Hier gilt es die GPO vorher zu testen, vieleicht brauchen ja bestimmte Benutzer oder Abteilungen Makros für Ihre tägliche Arbeit. Das lässt sich dann entsprechend filtern.
Java Script im Internet Explorer deaktivieren
Während ich diesen Artikel schreibe, habe ich gelesen, dass sich die Ransomware Teslacrypt auch über infizierte Webseiten (Hauptsächlich wohl auf Joomla basierend) verbreitet. Dies geschieht via JavaScript:
Um Java Script zu deaktivieren, kann eine weitere GPO erzeugt werden, diesmal mit deaktivierten Benutzerkonfigurationseinstellungen:
Jetzt kann die GPO bearbeitet und zu folgendem Punkt navigiert werden:
- Computerkonfiguration
- Richtlinien
- Administrative Vorlagen
- Windows-Komponenten
- Internet Explorer
- Internetsystemsteuerung
- Sicherheitsseite
- Internetzone
In der Zone „Internet“ lässt sich jetzt „Active Scripting“ deaktivieren:
Jetzt kann die GPO wieder getestet werden, und danach mit der Domain verknüpft werden:
Softwareeinschränkung konfigurieren
Viren und Trojaner gehen oft nach dem gleichen Muster vor, irgendeine Schwachstelle wird ausgenutzt, der Virus/Trojaner wird nachgeladen und ausgeführt, häufig geschieht das Ausführen aus einem temporären Ordner oder aus den APPDATA Ordern, daher kann man auch hier ansetzen.

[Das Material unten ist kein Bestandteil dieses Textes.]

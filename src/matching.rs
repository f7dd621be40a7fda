use crate::config::Matching;
use crate::model::{AgentId, Population};
use rand::prelude::*;

/// Partner matching strategy used by the formation event.
///
/// Kept behind a trait so the sexual-network topology can be changed
/// without touching the event engine.
pub trait Matcher {
    /// Choose a new partner for `agent`, or `None` if no agent is
    /// eligible. Eligible partners are alive, of the opposite sex, and
    /// not already partnered with `agent`.
    fn find_partner(
        &self,
        agent: AgentId,
        population: &Population,
        rng: &mut dyn RngCore,
    ) -> Option<AgentId>;
}

impl Matching {
    pub fn build(self) -> Box<dyn Matcher> {
        match self {
            Matching::Uniform => Box::new(UniformMatcher),
        }
    }
}

/// Uniform choice among all eligible candidates.
pub struct UniformMatcher;

impl Matcher for UniformMatcher {
    fn find_partner(
        &self,
        agent: AgentId,
        population: &Population,
        rng: &mut dyn RngCore,
    ) -> Option<AgentId> {
        let wanted = population.agent(agent).sex.opposite();
        let partners = &population.agent(agent).partners;

        let eligible: Vec<AgentId> = population
            .iter()
            .filter(|cand| cand.alive && cand.sex == wanted && !partners.contains(&cand.id))
            .map(|cand| cand.id)
            .collect();

        eligible.choose(rng).copied()
    }
}
mod analysis;
mod config;
mod engine;
mod manager;
mod matching;
mod model;
mod report;
mod sampler;
mod stats;

use crate::manager::Manager;
use anyhow::{Context, Result};
use clap::{Parser, Subcommand};
use std::path::PathBuf;

/// Agent-based simulation of sexual partnership dynamics and HIV
/// transmission in a synthetic youth population.
#[derive(Debug, Parser)]
#[command(version, about)]
struct CLI {
    /// Simulation directory holding `config.toml` and the run outputs.
    #[arg(long)]
    sim_dir: PathBuf,

    #[command(subcommand)]
    command: Command,
}

#[derive(Debug, Subcommand)]
enum Command {
    /// Initialize a new run directory and simulate to completion.
    Create,

    /// Continue an interrupted run from its latest checkpoint.
    Resume {
        /// Index of the run to resume.
        #[arg(long)]
        run_idx: usize,
    },

    /// Reduce the trajectory snapshots of every run into `results.json`.
    Analyze,

    /// Delete all run directories, keeping the configuration.
    Clean,
}

fn main() {
    env_logger::Builder::new()
        .format_timestamp_millis()
        .filter_level(log::LevelFilter::Info)
        .parse_default_env()
        .init();

    if let Err(error) = run_cli() {
        log::error!("{error:#?}");
        std::process::exit(1);
    }
}

fn run_cli() -> Result<()> {
    let args = CLI::parse();
    log::info!("{args:#?}");

    let mgr = Manager::new(args.sim_dir).context("failed to construct mgr")?;

    match args.command {
        Command::Create => mgr.create_run()?,
        Command::Resume { run_idx } => mgr.resume_run(run_idx)?,
        Command::Analyze => mgr.analyze_sim()?,
        Command::Clean => mgr.clean_sim()?,
    }

    Ok(())
}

Wieder eine neue GPO erzeugen, Benutzerkonfigurationseinstellungen deaktiviert
Die GPO kann jetzt editiert werden und die Softwareeinschränkung aktiviert werden:
Jetzt können unter zusätzliche Rgelen die Einschränkungen aktiviert werden:
Wie oben werden nun die folgenden Pfadregeln konfiguriert:
- %appdata%\*.exe
- %appdata%\*\*.exe
- %localappdata%\*.exe
- %localappdata%\*\*.exe
- %temp%\*exe
- %temp\*\*.exe
Anwendungen aus den Verzeichnissen werden nun nicht mehr ausgeführt:
Auch hier gilt wieder, GPO testen und erst dann an die Domain oder OU zuweisen.